I have a ps3, does not do what i need/want it to do
Have a Popcorn Hour way to complicated

please do not tell me what already know.

A quad is overkill. i might sell it yes and get a cheaper pro but for the time. a quad is what i got. the same with the 750psu.

its fine. i know its a lot of power, so unless you want to trade me im keeping it.


----------



## LittleLizard (May 9, 2009)

case - http://www.newegg.com/Product/Product.aspx?Item=N82E16811163112 ----- 70
mobo - http://www.newegg.com/Product/Product.aspx?Item=N82E16813157146 ----- 44
ram - http://www.newegg.com/Product/Product.aspx?Item=N82E16820231207 ----- 42
gpu - http://www.newegg.com/Product/Product.aspx?Item=N82E16814102838 ----- 53

spend the other on a bluray drive and a remote


----------



## freaksavior (May 9, 2009)

why a 4650?


----------



## LittleLizard (May 9, 2009)

is a htpc right, so why not


----------



## freaksavior (May 9, 2009)

yup. i was thinking lower end lols.

give you a run down of what we are trying to accomplis.

Watch all out movie rips on my WHS on the tv. Veiw pictures, and stream music.

A lot of m files are MKV and i have a Popcorn hour NMT but it is complicated and hard to use. I have a ps3, but doesn't play mkv.

is building a htpc the way to go?

What remote i/r receier is good for it?


----------



## freaksavior (May 9, 2009)

bump


----------



## Tau (May 9, 2009)

Any videocard will work IMO, from the sounds of it you could grab one thats passivly cooled to cut down on noise (unless you want to game on it.)

What frontend are you going to use?  

Also since your trying to do it on the cheap why a quadcore?  

x264/h264 is easy to playback you just need the right decoder.  if MPC lags a bit (it does on alot of systems) get CoreAVC for the codec and you can play HD rips on even a P4...


----------



## Cja123 (May 9, 2009)

hey man I have a nice blu-ray drive on sale right now.. pretty cheap too. check it out here .


----------



## JrRacinFan (May 9, 2009)

If it's going to be for some casual gaming, 4670. If not, newegg had a splendid deal on a 3850 for $50.

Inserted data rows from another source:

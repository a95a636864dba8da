// ABOUTME: On-disk layout of a migration run directory
// ABOUTME: Maps units to schema, kind, and batch files and discovers them again on import

use anyhow::{bail, Context, Result};
use std::path::{Path, PathBuf};

use crate::config::RowFormat;
use crate::endpoint::AccessEntity;
use crate::transport::{partial_path, PARTIAL_SUFFIX};
use crate::unit::{QualifiedName, UnitKind};
use crate::utils::validate_path_component;

pub const MANIFEST_FILE: &str = "run.json";
pub const CHECKPOINT_FILE: &str = "checkpoint.log";
pub const IMPORT_LOG_FILE: &str = "import.log";
pub const SCHEMA_FILE: &str = "schema.ddl";
pub const KIND_FILE: &str = "kind.txt";
pub const ACCESS_CONTROL_DIR: &str = "access_control";

/// Names that already mean something at the top of the run directory
const RESERVED_NAMES: &[&str] = &[
    MANIFEST_FILE,
    CHECKPOINT_FILE,
    IMPORT_LOG_FILE,
    ACCESS_CONTROL_DIR,
];

/// One exported batch found on disk
#[derive(Debug, Clone, PartialEq, Eq)]
pub struct BatchFile {
    pub index: u64,
    pub format: RowFormat,
    pub path: PathBuf,
}

/// A unit whose exported files were found in the run directory
#[derive(Debug, Clone, PartialEq, Eq)]
pub struct DiscoveredUnit {
    pub name: QualifiedName,
    pub kind: UnitKind,
}

/// Paths inside one run directory
///
/// Relative paths are shared by both ends of a migration: the exporter writes
/// `root/<relative>` locally and the transport places the same relative path
/// under its own directory on the destination host.
///
/// ```text
/// run.json
/// checkpoint.log
/// <database>/schema.ddl
/// <database>/<object>/schema.ddl
/// <database>/<object>/batch_<n>.<format>.gz
/// access_control/<entity>.sql
/// ```
#[derive(Debug, Clone)]
pub struct RunLayout {
    root: PathBuf,
}

impl RunLayout {
    pub fn new(root: impl AsRef<Path>) -> Self {
        Self {
            root: root.as_ref().to_path_buf(),
        }
    }

    pub fn root(&self) -> &Path {
        &self.root
    }

    pub fn manifest(&self) -> PathBuf {
        self.root.join(MANIFEST_FILE)
    }

    pub fn checkpoint_log(&self) -> PathBuf {
        self.root.join(CHECKPOINT_FILE)
    }

    pub fn import_log(&self) -> PathBuf {
        self.root.join(IMPORT_LOG_FILE)
    }

    pub fn absolute(&self, relative: &Path) -> PathBuf {
        self.root.join(relative)
    }

    /// Directory of a unit, relative to the run root
    ///
    /// # Security
    ///
    /// Every name component is validated so that catalog names cannot escape
    /// the run directory or shadow the run's own files.
    pub fn unit_dir(&self, name: &QualifiedName) -> Result<PathBuf> {
        if name.namespace == crate::unit::ACCESS_CONTROL_NAMESPACE {
            return Ok(PathBuf::from(ACCESS_CONTROL_DIR));
        }
        validate_path_component(&name.namespace)
            .with_context(|| format!("Database '{}' cannot be stored on disk", name.namespace))?;
        if RESERVED_NAMES.contains(&name.namespace.as_str()) {
            bail!(
                "Database '{}' collides with a reserved run directory entry",
                name.namespace
            );
        }
        if name.is_database() {
            return Ok(PathBuf::from(&name.namespace));
        }
        validate_path_component(&name.name)
            .with_context(|| format!("Object '{}' cannot be stored on disk", name))?;
        if name.name == SCHEMA_FILE || name.name == KIND_FILE {
            bail!("Object '{}' collides with a reserved file name", name);
        }
        Ok(Path::new(&name.namespace).join(&name.name))
    }

    pub fn schema_file(&self, name: &QualifiedName) -> Result<PathBuf> {
        Ok(self.unit_dir(name)?.join(SCHEMA_FILE))
    }

    pub fn kind_file(&self, name: &QualifiedName) -> Result<PathBuf> {
        Ok(self.unit_dir(name)?.join(KIND_FILE))
    }

    pub fn batch_file(&self, name: &QualifiedName, index: u64, format: RowFormat) -> Result<PathBuf> {
        Ok(self.unit_dir(name)?.join(batch_file_name(index, format)))
    }

    pub fn access_control_file(&self, entity: AccessEntity) -> PathBuf {
        Path::new(ACCESS_CONTROL_DIR).join(entity.file_name())
    }

    /// Batch files of a unit in index order
    ///
    /// Files still carrying the partial marker are ignored.
    pub async fn batch_files(&self, name: &QualifiedName) -> Result<Vec<BatchFile>> {
        let relative = self.unit_dir(name)?;
        let dir = self.absolute(&relative);
        let mut batches = Vec::new();
        let mut entries = match tokio::fs::read_dir(&dir).await {
            Ok(entries) => entries,
            Err(e) if e.kind() == std::io::ErrorKind::NotFound => return Ok(batches),
            Err(e) => {
                return Err(e).with_context(|| format!("Failed to read {}", dir.display()));
            }
        };
        while let Some(entry) = entries
            .next_entry()
            .await
            .with_context(|| format!("Failed to read {}", dir.display()))?
        {
            let file_name = entry.file_name();
            let Some(file_name) = file_name.to_str() else {
                continue;
            };
            if let Some((index, format)) = parse_batch_file_name(file_name) {
                batches.push(BatchFile {
                    index,
                    format,
                    path: relative.join(file_name),
                });
            }
        }
        batches.sort_by_key(|b| b.index);
        Ok(batches)
    }

    /// Find every unit with a complete kind marker in the run directory
    ///
    /// The kind file is the last file shipped for a unit, so its presence
    /// means the unit's definitions arrived.
    pub async fn discover(&self) -> Result<Vec<DiscoveredUnit>> {
        let mut units = Vec::new();
        for (namespace, ns_dir) in list_dirs(&self.root).await? {
            if namespace == ACCESS_CONTROL_DIR {
                if let Some(kind) = read_kind(&ns_dir).await? {
                    units.push(DiscoveredUnit {
                        name: QualifiedName::access_control(),
                        kind,
                    });
                }
                continue;
            }
            if let Some(kind) = read_kind(&ns_dir).await? {
                units.push(DiscoveredUnit {
                    name: QualifiedName::database(&namespace),
                    kind,
                });
            }
            for (object, object_dir) in list_dirs(&ns_dir).await? {
                if let Some(kind) = read_kind(&object_dir).await? {
                    units.push(DiscoveredUnit {
                        name: QualifiedName::new(&namespace, object),
                        kind,
                    });
                }
            }
        }
        units.sort_by(|a, b| {
            (a.kind.phase(), &a.name).cmp(&(b.kind.phase(), &b.name))
        });
        Ok(units)
    }
}

fn batch_file_name(index: u64, format: RowFormat) -> String {
    format!("batch_{:06}.{}.gz", index, format.extension())
}

/// Parse `batch_<n>.<ext>.gz` into its index and format
fn parse_batch_file_name(file_name: &str) -> Option<(u64, RowFormat)> {
    if file_name.ends_with(PARTIAL_SUFFIX) {
        return None;
    }
    let stem = file_name.strip_prefix("batch_")?.strip_suffix(".gz")?;
    let (index, ext) = stem.split_once('.')?;
    Some((index.parse().ok()?, RowFormat::from_extension(ext)?))
}

async fn list_dirs(dir: &Path) -> Result<Vec<(String, PathBuf)>> {
    let mut dirs = Vec::new();
    let mut entries = match tokio::fs::read_dir(dir).await {
        Ok(entries) => entries,
        Err(e) if e.kind() == std::io::ErrorKind::NotFound => return Ok(dirs),
        Err(e) => return Err(e).with_context(|| format!("Failed to read {}", dir.display())),
    };
    while let Some(entry) = entries
        .next_entry()
        .await
        .with_context(|| format!("Failed to read {}", dir.display()))?
    {
        let file_type = entry.file_type().await?;
        if !file_type.is_dir() {
            continue;
        }
        if let Ok(name) = entry.file_name().into_string() {
            dirs.push((name, entry.path()));
        }
    }
    dirs.sort();
    Ok(dirs)
}

async fn read_kind(dir: &Path) -> Result<Option<UnitKind>> {
    let path = dir.join(KIND_FILE);
    match tokio::fs::read_to_string(&path).await {
        Ok(contents) => contents
            .trim()
            .parse()
            .map(Some)
            .with_context(|| format!("Invalid kind marker {}", path.display())),
        Err(e) if e.kind() == std::io::ErrorKind::NotFound => Ok(None),
        Err(e) => Err(e).with_context(|| format!("Failed to read {}", path.display())),
    }
}

/// Write a file under its partial name, then rename it into place
pub async fn write_atomic(path: &Path, contents: &[u8]) -> Result<()> {
    if let Some(parent) = path.parent() {
        tokio::fs::create_dir_all(parent)
            .await
            .with_context(|| format!("Failed to create directory {}", parent.display()))?;
    }
    let staging = partial_path(path);
    tokio::fs::write(&staging, contents)
        .await
        .with_context(|| format!("Failed to write {}", staging.display()))?;
    tokio::fs::rename(&staging, path)
        .await
        .with_context(|| format!("Failed to finalize {}", path.display()))
}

Also I have to ask to why the quad? Even my lowly e1200+3870 can handle 1080p


----------



## farlex85 (May 9, 2009)

Are you recording TV? Playing games? If you're just playing blu-ray building an entire rig is a terrible idea, just get a good player for half the price. And even for those tasks, unless you are gaming, you don't need much at all to play blu-ray or record TV.


----------



## ktr (May 9, 2009)

Case - http://www.newegg.com/Product/Product.aspx?Item=N82E16811163117 ($90 after MIR)
Ram - http://www.newegg.com/Product/Product.aspx?Item=N82E16820220335 ($31 after MIR)
Motherboard - http://www.newegg.com/Product/Product.aspx?Item=N82E16813188035 ($100 after MIR)
Remote  - http://www.newegg.com/Product/Product.aspx?Item=N82E16815293003 ($80) <--tv tuner
Blu Ray Drive - http://www.newegg.com/Product/Product.aspx?Item=N82E16827136154 ($100)
Video Card - See motherboard (IGP Nvidia 9300)

Total = $401 after MIR

You can loose the tv tuner, and get a dedicated video card, but the 9300 has more than enough power to do 1080p blu-ray.


----------



## ste2425 (May 9, 2009)

maybe the quad coz its left over from a previous build or he just has it laying about


----------



## freaksavior (May 10, 2009)

quad because i have it. if someone wants to buy it i can go lower end.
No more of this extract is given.